The first EVO (then called “Battle by the Bay”) was held in 1996 and involved 40 competitors playing Super Street Fighter II Turbo and Street Fighter Alpha 2. In time, the tournament evolved and grew, moving from Sunnyvale, California to the Las Vegas Valley. EVO is held to this day – the franchise is owned by Sony and Endeavor’s esports venture RTS. The list of games played at the event still includes Street Fighter, with the addition of other popular titles like Tekken, Mortal Kombat, and others.

KeSPA

eSports was strong in the late 1990s around the world, with the CPL, QuakeCon, and the Professional Gamers League continuously holding tournaments in Counter-Strike, Quake, and StarCraft, among others. Most of them locally. None of these gave eSports the legitimacy the Korean eSports Association did, though.

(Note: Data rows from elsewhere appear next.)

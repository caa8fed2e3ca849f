use std::sync::LazyLock;

use regex::Regex;

// A `$` escaped with a backslash or doubled never opens a formula, and a
// formula is never blank.
static DOLLAR: LazyLock<Regex> = LazyLock::new(|| {
    Regex::new(r"(^|[^\\$])\$([^$]*[^$\s][^$]*)\$").expect("valid regex")
});
static ROLE: LazyLock<Regex> =
    LazyLock::new(|| Regex::new(r":math:`([^`]*[^`\s][^`]*)`").expect("valid regex"));

/// A formula found inside a text line, with the text around it.
#[derive(Debug, Clone, PartialEq, Eq)]
pub struct InlineFormula<'a> {
    pub before: &'a str,
    pub formula: &'a str,
    pub after: &'a str,
}

/// Inline formulas: `$x$` in Markdown, `` :math:`x` `` in reStructuredText.
pub struct InlineMath;

impl InlineMath {
    pub fn find_dollar(line: &str) -> Option<InlineFormula<'_>> {
        let caps = DOLLAR.captures(line)?;
        let whole = caps.get(0)?;
        let lead = caps.get(1)?;
        let formula = caps.get(2)?;
        Some(InlineFormula {
            before: &line[..lead.end()],
            formula: formula.as_str(),
            after: &line[whole.end()..],
        })
    }

    pub fn find_role(line: &str) -> Option<InlineFormula<'_>> {
        let caps = ROLE.captures(line)?;
        let whole = caps.get(0)?;
        Some(InlineFormula {
            before: &line[..whole.start()],
            formula: caps.get(1)?.as_str(),
            after: &line[whole.end()..],
        })
    }

    pub fn render_dollar(formula: &str) -> String {
        format!("${}$", formula.replace('\n', " "))
    }

    pub fn render_role(formula: &str) -> String {
        format!(":math:`{}`", formula.replace('\n', " "))
    }
}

The KeSPA was founded in 2000 after South Korea’s Ministry of Culture, Sports, and Tourism approved the initiative. Its goal was to turn competitive gaming – prolific in the country’s vast network of internet cafes – into a bona fide sport, complete with governing bodies and official international tournaments with prize pools and extended media coverage. Today, KeSPA regulates the broadcast of eSports events in the country, oversees the ranking systems, regulates the conditions in which professional gamers work, and is even a member of the country’s Olympic Committee. The rest, as they say, is history – eSports gained a lot of popularity in traditional media and online, becoming the fastest-growing spectator sport of our time.